The group was formed in Washington, D.C. on June 16, 2004, at the National Press Club. The group published an open letter that stated that President George W. Bush had "failed in the primary responsibilities of preserving national security and providing world leadership" and had harmed foreign relations so badly that only a new leader can repair them.
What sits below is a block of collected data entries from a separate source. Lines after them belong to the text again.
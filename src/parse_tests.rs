#[cfg(test)]
mod tests {
    use oxc_allocator::Allocator;
    use oxc_span::Span;

    use crate::error::ConversionError;
    use crate::parse::{
        contains_markup, full_span, is_component_tag, parse_body, parse_expression, parse_program,
        slice, splice, split_children,
    };

    // ═══════════════════════════════════════════════════════════════════════════════
    // PARSING
    // ═══════════════════════════════════════════════════════════════════════════════

    #[test]
    fn test_body_accepts_top_level_return() {
        let allocator = Allocator::default();
        let src = "const a = 1;\nreturn <p>{a}</p>;";
        assert!(parse_body(&allocator, src).is_ok());
        assert!(parse_program(&allocator, src).is_err());
    }

    #[test]
    fn test_syntax_errors_are_reported() {
        let allocator = Allocator::default();
        match parse_program(&allocator, "const A = () => <div><p>x</div>;") {
            Err(ConversionError::Syntax { message }) => assert!(!message.is_empty()),
            other => panic!("expected a syntax error, got {:?}", other.map(|_| ())),
        }
        assert!(parse_expression(&allocator, "<img src=\"a.png\">").is_err());
    }

    #[test]
    fn test_typed_module() {
        let allocator = Allocator::default();
        let src = "interface P { a?: string }\nexport const C: React.FC<P> = ({ a }) => <p>{a as string}</p>;";
        let program = parse_program(&allocator, src).unwrap();
        assert_eq!(program.body.len(), 2);
    }

    // ═══════════════════════════════════════════════════════════════════════════════
    // SPLICING
    // ═══════════════════════════════════════════════════════════════════════════════

    #[test]
    fn test_splice_applies_edits_in_order() {
        let src = "let a = b + c;";
        let edits = vec![(12, 13, "y".to_string()), (8, 9, "x".to_string())];
        assert_eq!(splice(src, full_span(src), edits), "let a = x + y;");
    }

    #[test]
    fn test_splice_drops_nested_and_outside_edits() {
        let src = "f(g(h))";
        let edits = vec![
            (2, 6, "G".to_string()),
            (4, 5, "H".to_string()),
            (0, 1, "F".to_string()),
        ];
        assert_eq!(splice(src, Span::new(2, 6), edits), "G");
    }

    #[test]
    fn test_slices_fall_on_character_boundaries() {
        let allocator = Allocator::default();
        let src = "'Olá'.toUpperCase() + /[àéü]/.source";
        parse_expression(&allocator, src).unwrap();
        let start = src.find('/').unwrap() as u32;
        assert_eq!(slice(src, Span::new(start, start + 10)), "/[àéü]/");
    }

    // ═══════════════════════════════════════════════════════════════════════════════
    // MARKUP
    // ═══════════════════════════════════════════════════════════════════════════════

    #[test]
    fn test_contains_markup() {
        assert!(contains_markup("return <div/>;"));
        assert!(contains_markup("const x = cond && <><p>a</p></>;"));
        assert!(!contains_markup("if (a < b) f(a > c);"));
        assert!(!contains_markup("const n = useState<number>(0);"));
        assert!(!contains_markup("const s = '<p>';"));
        assert!(!contains_markup("return <div>;"));
    }

    #[test]
    fn test_split_children_siblings() {
        let units = split_children("\n  <h1>Title</h1>\n  text\n  {value}\n  <br />\n").unwrap();
        assert_eq!(units, vec!["<h1>Title</h1>", "text", "{value}", "<br />"]);
    }

    #[test]
    fn test_split_children_braces_hide_markup() {
        let src = "<p>a</p>{cond ? <span>{x > 1}</span> : <em>no</em>}<div><div></div></div>";
        let units = split_children(src).unwrap();
        assert_eq!(
            units,
            vec![
                "<p>a</p>",
                "{cond ? <span>{x > 1}</span> : <em>no</em>}",
                "<div><div></div></div>",
            ]
        );
    }

    #[test]
    fn test_split_children_single_and_empty() {
        assert_eq!(split_children("<div>only</div>").unwrap(), vec!["<div>only</div>"]);
        assert!(split_children("   \n  ").unwrap().is_empty());
    }

    #[test]
    fn test_split_children_unbalanced() {
        assert!(split_children("<div><p></p>").is_err());
        assert!(split_children("</div>").is_err());
    }

    #[test]
    fn test_component_tags() {
        assert!(is_component_tag("Card"));
        assert!(is_component_tag("ui.Button"));
        assert!(!is_component_tag("div"));
        assert!(!is_component_tag(""));
    }
}
//! Reference qualification.
//!
//! Inside the generated class, props, state and setters are members, so bare
//! references to them gain a `this.` receiver. The code is parsed and its
//! scopes resolved first; only references that resolve to no declaration in
//! the code itself are candidates, so a parameter or a local in any nested
//! scope shadows a member exactly where JavaScript says it does. The pass is
//! idempotent because every rewritten name ends up behind a `.`.

use lazy_static::lazy_static;
use std::collections::HashSet;

use oxc_allocator::Allocator;
use oxc_ast::ast::{CallExpression, Expression, IdentifierReference, ObjectProperty, TSTypeName};
use oxc_ast_visit::{walk, Visit};
use oxc_semantic::{Scoping, SemanticBuilder};
use oxc_span::Span;

use crate::error::Result;
use crate::parse::{self, Replacement};

lazy_static! {
    /// Setter-shaped globals that are never component setters.
    static ref GLOBAL_SETTERS: HashSet<&'static str> = {
        let mut s = HashSet::new();
        s.insert("setTimeout");
        s.insert("setInterval");
        s.insert("setImmediate");
        s
    };
}

/// Names the pass qualifies.
#[derive(Debug, Clone, Default)]
pub struct Bindings {
    /// Name of the props parameter when it is not destructured.
    pub props_param: Option<String>,
    /// `(local, prop)` pairs from a destructured props parameter.
    pub destructured_props: Vec<(String, String)>,
    pub state_names: Vec<String>,
    pub setters: Vec<String>,
}

impl Bindings {
    /// Member expression standing in for a free reference to `name`.
    fn member_for(&self, name: &str, called: bool) -> Option<String> {
        if self.props_param.as_deref() == Some(name) {
            return Some("this.props".to_string());
        }
        if let Some((_, prop)) = self.destructured_props.iter().find(|(local, _)| local == name) {
            return Some(format!("this.props.{}", prop));
        }
        let known = self.state_names.iter().any(|s| s == name) || self.setters.iter().any(|s| s == name);
        (known || (called && is_setter_shaped(name))).then(|| format!("this.{}", name))
    }
}

/// Qualifies free references in a run of statements. A top-level `return`
/// is allowed.
pub fn qualify_references(code: &str, bindings: &Bindings) -> Result<String> {
    qualify_range(code, parse::full_span(code), bindings)
}

/// Qualifies free references in a single expression, such as a field
/// initialiser.
pub fn qualify_expression(code: &str, bindings: &Bindings) -> Result<String> {
    let wrapped = format!("({}\n)", code);
    qualify_range(&wrapped, Span::new(1, 1 + code.len() as u32), bindings)
}

fn qualify_range(text: &str, span: Span, bindings: &Bindings) -> Result<String> {
    let allocator = Allocator::default();
    let program = parse::parse_body(&allocator, text)?;
    let scoping = SemanticBuilder::new().build(&program).semantic.into_scoping();

    let mut qualifier = Qualifier {
        scoping: &scoping,
        bindings,
        replacements: Vec::new(),
    };
    qualifier.visit_program(&program);
    Ok(parse::splice(text, span, qualifier.replacements))
}

/// `setX` where `X` is uppercase, excluding timer globals.
pub fn is_setter_shaped(name: &str) -> bool {
    name.strip_prefix("set")
        .and_then(|rest| rest.chars().next())
        .map_or(false, |c| c.is_ascii_uppercase())
        && !GLOBAL_SETTERS.contains(name)
}

struct Qualifier<'s> {
    scoping: &'s Scoping,
    bindings: &'s Bindings,
    replacements: Vec<Replacement>,
}

impl Qualifier<'_> {
    fn member_for(&self, ident: &IdentifierReference, called: bool) -> Option<String> {
        let declared = ident
            .reference_id
            .get()
            .and_then(|id| self.scoping.get_reference(id).symbol_id())
            .is_some();
        if declared {
            return None;
        }
        self.bindings.member_for(ident.name.as_str(), called)
    }
}

impl<'a> Visit<'a> for Qualifier<'_> {
    fn visit_identifier_reference(&mut self, ident: &IdentifierReference<'a>) {
        if let Some(member) = self.member_for(ident, false) {
            self.replacements.push((ident.span.start, ident.span.end, member));
        }
    }

    fn visit_call_expression(&mut self, call: &CallExpression<'a>) {
        if let Expression::Identifier(callee) = &call.callee {
            if let Some(member) = self.member_for(callee, true) {
                self.replacements.push((callee.span.start, callee.span.end, member));
                for arg in &call.arguments {
                    self.visit_argument(arg);
                }
                return;
            }
        }
        walk::walk_call_expression(self, call);
    }

    fn visit_object_property(&mut self, prop: &ObjectProperty<'a>) {
        if prop.shorthand {
            if let Expression::Identifier(ident) = &prop.value {
                if let Some(member) = self.member_for(ident, false) {
                    self.replacements
                        .push((prop.span.start, prop.span.end, format!("{}: {}", ident.name, member)));
                    return;
                }
            }
        }
        walk::walk_object_property(self, prop);
    }

    // Type positions never name members.
    fn visit_ts_type_name(&mut self, _name: &TSTypeName<'a>) {}
}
This statement is especially noteworthy because several of the signatories had supported George W. Bush when he ran for president in 2000, and a large number were appointed to positions by Republican presidents, including Bush's father, President George H. W. Bush.

Members
Avis T. Bohlen, former Assistant Secretary of State for Arms Control and Ambassador to Bulgaria
William J. Crowe, Ambassador to the United Kingdom under President Bill Clinton and Chairman of the Joint Chiefs of Staff under President Ronald Reagan
Jeffrey Davidow, former Ambassador to Zambia, Venezuela, and Mexico.
William DePree, former Ambassador to Bangladesh and Mozambique
Donald B. Easum, former Ambassador to Nigeria and Upper Volta
Charles W. Freeman, former Ambassador to Saudi Arabia
William Harrop, former Ambassador to Israel
Arthur A. Hartman, Ambassador to France and to the Soviet Union 
Joseph Hoar, former commander of United States Central Command
H. Allen Holmes, former Assistant Secretary of Defense for Special Operations and former Ambassador to Portugal
Robert V. Keeley, former Ambassador to Greece, Zimbabwe, and Mauritius
Samuel Lewis, former Ambassador to Israel
Princeton N. Lyman, former Assistant Secretary of State for International Organization Affairs, and Ambassador to South Africa and Nigeria
Donald McHenry, former Ambassador to the United Nations
Merrill McPeak, former Chief of Staff of the United States Air Force
Jack F. Matlock, Jr., a member of the National Security Council staff under Reagan and Ambassador to the Soviet Union from 1987 to 1991
George Moose, former Ambassador to Senegal and Benin
David D. Newsom, former Ambassador to the Philippines and Indonesia
Phyllis Oakley, former Assistant Secretary of State for Intelligence and Research
Robert B. Oakley, former Ambassador to Pakistan, Somalia and Zaire
James D. Phillips, former Ambassador to the Republic of the Congo and Burundi
John Reinhardt, former Director of the United States Information Agency and Ambassador to Nigeria
William Y. Smith, former Chief of Staff for Supreme Headquarters Allied Powers Europe
Ronald I. Spiers, Under-Secretary-General of the United Nations for Political Affairs and former Ambassador to the Bahamas, Turkey, and Pakistan
Michael Sterner, former Ambassador to the United Arab Emirates
Stansfield Turner, former Director of the Central Intelligence Agency
Alexander Watson, former Ambassador to Brazil and Peru

A 27th member, Robert B. Oakley, was announced June 15, 2004.

External links
Diplomats and Military Commanders for Change Official Statement - June 16, 2004
Webcast of the press conference - June 16, 2004 at the National Press Club.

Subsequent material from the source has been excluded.